Das will ich nicht wissen

Die Zeit

Überfrachtete Lehrpläne, überforderte Kinder: Kann man das Gros des Schulstoffs streichen? Hirnforscher und Psychologen plädieren für eine nachhaltige Bildung.

Deutschlands Schüler wissen zu wenig. Firmenchefs raufen sich die Haare über Berufsanfänger, die keinen simplen Brief mehr fehlerfrei schreiben können. Universitätsprofessoren sind entsetzt über die mathematischen Bildungslücken ihrer Erstsemester.

Also müssen Schüler mehr lernen, lautet gemeinhin das Rezept. Draußen in der Welt wächst das Wissen ja auch exponentiell – da ist die Versuchung groß, immer mehr davon in die Lehrpläne hineinzustopfen oder gleich neue Schulfächer wie Informatik oder Wirtschaft einzurichten. Seit Jahrzehnten schrauben Pädagogen und Bildungsforscher, Lehrer und Ministerialbürokraten das Lernsoll beständig höher, der „Stoff“ wird „verdichtet“. In den Gymnasien trägt die von neun auf acht Jahre verkürzte Schulzeit noch dazu bei, das tägliche Lernpensum der Schüler zu erhöhen.

Sind die Schüler vielleicht zu faul?
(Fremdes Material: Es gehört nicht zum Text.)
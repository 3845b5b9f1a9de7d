//! Report generation.
//!
//! The factories in this module build the report tree bottom-up:
//!
//! ```text
//! assemble_module ──▶ build_group ──▶ build_group (nested)
//!                          │
//!                          ▼
//!                     build_case ──▶ build_step
//! ```
//!
//! Each factory receives the random stream by `&mut` and the current
//! [`Clock`](crate::clock::Clock) by value, and returns the node it built
//! together with the advanced clock.
//!
//! [`ReportGenerator`] decides which stream drives a file: a fresh stream
//! seeded from the request's seed, or, when no seed is given, one ambient
//! stream shared by every unseeded file it generates.

mod case;
mod group;
mod module;
mod step;

pub use case::{MAX_STEPS, MIN_STEPS, build_case, build_skipped};
pub use group::{
    MAX_FLAT_CHILDREN, MAX_SUBGROUPS, MIN_FLAT_CHILDREN, MIN_SUBGROUPS, NESTING_PROBABILITY,
    SKIP_PROBABILITY, build_group,
};
pub use module::{assemble_module, measurement_id};
pub use step::{FAILURE_DETAIL_PROBABILITY, build_step, failure_table};

use crate::error::Result;
use crate::model::TestModule;
use crate::render::{render_document, write_document};
use crate::stats::ReportStats;
use rand::SeedableRng;
use rand::rngs::StdRng;
use std::path::Path;
use tracing::debug;

/// Default depth below which groups may nest.
pub const DEFAULT_MAX_DEPTH: u32 = 3;

/// Shape parameters shared by every group of a report.
#[derive(Debug, Clone, Copy, PartialEq, Eq)]
pub struct GeneratorConfig {
    /// Whether groups may hold subgroups at all.
    pub nested: bool,

    /// Groups at this depth never nest further. 1 disables nesting.
    pub max_depth: u32,
}

impl Default for GeneratorConfig {
    fn default() -> Self {
        Self {
            nested: false,
            max_depth: DEFAULT_MAX_DEPTH,
        }
    }
}

impl GeneratorConfig {
    pub fn with_nesting(mut self, nested: bool) -> Self {
        self.nested = nested;
        self
    }

    pub fn with_max_depth(mut self, max_depth: u32) -> Self {
        self.max_depth = max_depth;
        self
    }
}

/// Everything needed to generate one report.
#[derive(Debug, Clone, PartialEq, Eq)]
pub struct ReportRequest {
    /// Number of top-level groups.
    pub group_count: u32,

    /// Position of the file in its batch; offsets the module start time.
    pub file_index: u32,

    /// Seed for this file (None = use the generator's ambient stream).
    pub seed: Option<u64>,

    pub config: GeneratorConfig,
}

impl ReportRequest {
    pub fn new(group_count: u32) -> Self {
        Self {
            group_count,
            file_index: 0,
            seed: None,
            config: GeneratorConfig::default(),
        }
    }

    pub fn with_file_index(mut self, file_index: u32) -> Self {
        self.file_index = file_index;
        self
    }

    pub fn with_seed(mut self, seed: u64) -> Self {
        self.seed = Some(seed);
        self
    }

    pub fn with_nesting(mut self, nested: bool) -> Self {
        self.config.nested = nested;
        self
    }

    pub fn with_max_depth(mut self, max_depth: u32) -> Self {
        self.config.max_depth = max_depth;
        self
    }
}

/// Seed of file `file_index` in a batch started from `base_seed`.
pub fn file_seed(base_seed: u64, file_index: u32) -> u64 {
    base_seed.wrapping_add(u64::from(file_index))
}

/// Generates reports, owning the ambient stream used for unseeded requests.
#[derive(Debug)]
pub struct ReportGenerator {
    ambient: StdRng,
}

impl Default for ReportGenerator {
    fn default() -> Self {
        Self::new()
    }
}

impl ReportGenerator {
    /// Creates a generator whose ambient stream is seeded from OS entropy.
    pub fn new() -> Self {
        Self {
            ambient: StdRng::from_entropy(),
        }
    }

    /// Creates a generator with a reproducible ambient stream.
    pub fn with_ambient_seed(seed: u64) -> Self {
        Self {
            ambient: StdRng::seed_from_u64(seed),
        }
    }

    /// Builds the report tree for `request`.
    pub fn generate(&mut self, request: &ReportRequest) -> TestModule {
        debug!(
            file_index = request.file_index,
            groups = request.group_count,
            seed = ?request.seed,
            nested = request.config.nested,
            "generating report"
        );
        match request.seed {
            Some(seed) => assemble_module(&mut StdRng::seed_from_u64(seed), request),
            None => assemble_module(&mut self.ambient, request),
        }
    }

    /// Builds and serializes the report for `request`.
    pub fn render(&mut self, request: &ReportRequest) -> String {
        render_document(&self.generate(request))
    }

    /// Builds, serializes and writes the report for `request` to `path`.
    ///
    /// Returns the number of bytes written and the counts of the written tree.
    pub fn write(&mut self, request: &ReportRequest, path: &Path) -> Result<(u64, ReportStats)> {
        let module = self.generate(request);
        let stats = ReportStats::collect(&module);
        let bytes = write_document(&module, path)?;
        Ok((bytes, stats))
    }
}
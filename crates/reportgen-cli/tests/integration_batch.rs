use regex::Regex;
use std::path::Path;
use std::process::Command;
use tempfile::TempDir;

fn run_reportgen(temp_path: &Path, args: &[&str]) -> std::process::Output {
    Command::new(env!("CARGO_BIN_EXE_reportgen"))
        .args(args)
        .current_dir(temp_path)
        .env_remove("REPORTGEN_SEED")
        .env_remove("RUST_LOG")
        .env("NO_COLOR", "1")
        .output()
        .expect("execute reportgen")
}

fn sorted_names(dir: &Path) -> Vec<String> {
    let mut names: Vec<String> = std::fs::read_dir(dir)
        .expect("read output dir")
        .map(|entry| entry.unwrap().file_name().to_string_lossy().into_owned())
        .collect();
    names.sort();
    names
}

#[test]
fn test_generates_named_files() {
    let temp_dir = TempDir::new().expect("temp dir");
    let output = run_reportgen(
        temp_dir.path(),
        &["out", "--count", "3", "--groups", "2", "--seed", "7"],
    );

    assert!(
        output.status.success(),
        "reportgen failed: {}",
        String::from_utf8_lossy(&output.stderr)
    );
    assert_eq!(
        sorted_names(&temp_dir.path().join("out")),
        vec!["test_001.xml", "test_002.xml", "test_003.xml"]
    );

    let stdout = String::from_utf8_lossy(&output.stdout);
    assert!(
        stdout.contains("[1/3] Generated: test_001.xml (2 groups)"),
        "stdout: {stdout}"
    );
    assert!(stdout.contains("Generated 3 file(s)"), "stdout: {stdout}");
}

#[test]
fn test_seeded_runs_are_byte_identical() {
    let temp_dir = TempDir::new().expect("temp dir");
    let args = ["--count", "2", "--groups", "3", "--nested", "--seed", "1000"];

    let mut first = vec!["a"];
    first.extend_from_slice(&args);
    let mut second = vec!["b"];
    second.extend_from_slice(&args);
    assert!(run_reportgen(temp_dir.path(), &first).status.success());
    assert!(run_reportgen(temp_dir.path(), &second).status.success());

    for name in ["test_001.xml", "test_002.xml"] {
        let a = std::fs::read(temp_dir.path().join("a").join(name)).unwrap();
        let b = std::fs::read(temp_dir.path().join("b").join(name)).unwrap();
        assert_eq!(a, b, "{name} differs between runs");
    }
}

#[test]
fn test_prefix_and_document_header() {
    let temp_dir = TempDir::new().expect("temp dir");
    let output = run_reportgen(
        temp_dir.path(),
        &["out", "-c", "1", "-g", "1", "-p", "nightly_", "-s", "1", "-q"],
    );
    assert!(output.status.success());

    let xml = std::fs::read_to_string(temp_dir.path().join("out/nightly_001.xml")).unwrap();
    assert!(xml.starts_with("<?xml version='1.0' encoding='UTF-8'?>\n<testmodule "));
    let id = Regex::new(r#"measurementid="\d{8}-ffff-4444-82aa-af7cs55583""#).unwrap();
    assert!(id.is_match(&xml));
    // File 1 starts one minute after the base time.
    assert!(xml.contains(r#"starttime="2026-02-10 10:01:00""#));
}

#[test]
fn test_quiet_prints_only_summary() {
    let temp_dir = TempDir::new().expect("temp dir");
    let output = run_reportgen(temp_dir.path(), &["out", "-c", "2", "-g", "1", "-q"]);
    assert!(output.status.success());

    let stdout = String::from_utf8_lossy(&output.stdout);
    assert!(!stdout.contains("Generated: "), "stdout: {stdout}");
    assert_eq!(stdout.lines().count(), 1, "stdout: {stdout}");
}

#[test]
fn test_json_summary() {
    let temp_dir = TempDir::new().expect("temp dir");
    let output = run_reportgen(
        temp_dir.path(),
        &["out", "-c", "2", "-g", "4", "-s", "5", "--json"],
    );
    assert!(output.status.success());

    let summary: serde_json::Value = serde_json::from_slice(&output.stdout).expect("json summary");
    let files = summary["files"].as_array().unwrap();
    assert_eq!(files.len(), 2);
    assert_eq!(files[0]["groups"], 4);
    assert_eq!(files[0]["seed"], 6);
    assert_eq!(files[1]["seed"], 7);
    assert_eq!(files[0]["stats"]["groups"], 4);
    assert!(summary["total_bytes"].as_u64().unwrap() > 0);
    assert!(summary["failures"].as_array().unwrap().is_empty());
}

#[test]
fn test_rejects_zero_count() {
    let temp_dir = TempDir::new().expect("temp dir");
    let output = run_reportgen(temp_dir.path(), &["out", "--count", "0"]);

    assert!(!output.status.success());
    assert!(!temp_dir.path().join("out").exists());
}

#[test]
fn test_config_file() {
    let temp_dir = TempDir::new().expect("temp dir");
    std::fs::write(
        temp_dir.path().join("batch.yml"),
        "output_dir: from_config\ncount: 2\ngroups: 1\nprefix: cfg_\n",
    )
    .unwrap();

    let output = run_reportgen(temp_dir.path(), &["--config", "batch.yml", "-q"]);
    assert!(
        output.status.success(),
        "reportgen failed: {}",
        String::from_utf8_lossy(&output.stderr)
    );
    assert_eq!(
        sorted_names(&temp_dir.path().join("from_config")),
        vec!["cfg_001.xml", "cfg_002.xml"]
    );
}

#[test]
fn test_unwritable_output_folder_fails() {
    let temp_dir = TempDir::new().expect("temp dir");
    std::fs::write(temp_dir.path().join("blocked"), "not a folder").unwrap();

    let output = run_reportgen(temp_dir.path(), &["blocked", "-c", "1"]);
    assert!(!output.status.success());
    let stderr = String::from_utf8_lossy(&output.stderr);
    assert!(
        stderr.contains("failed to create output folder"),
        "stderr: {stderr}"
    );
}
Den meisten kann man das nicht vorwerfen. Vor allem die Eltern der G-8-Schüler klagen, ihren Kindern bleibe keine Zeit mehr für Sport oder Musikunterricht außerhalb der Schule oder dafür, einfach mal nichts zu tun ( Liebe Marie, ZEIT Nr. 22/11 ).

Immer schlechtere Ergebnisse bei immer größerem Bildungsangebot, so lautet der paradoxe Befund. Wenn viel Stoff offenbar nicht zu höherer Bildung führt – wie könnte eine Alternative aussehen? Was muss man heute unbedingt wissen und können, und was kann man getrost vergessen?

Dazu:

Vergiss es! Aber was?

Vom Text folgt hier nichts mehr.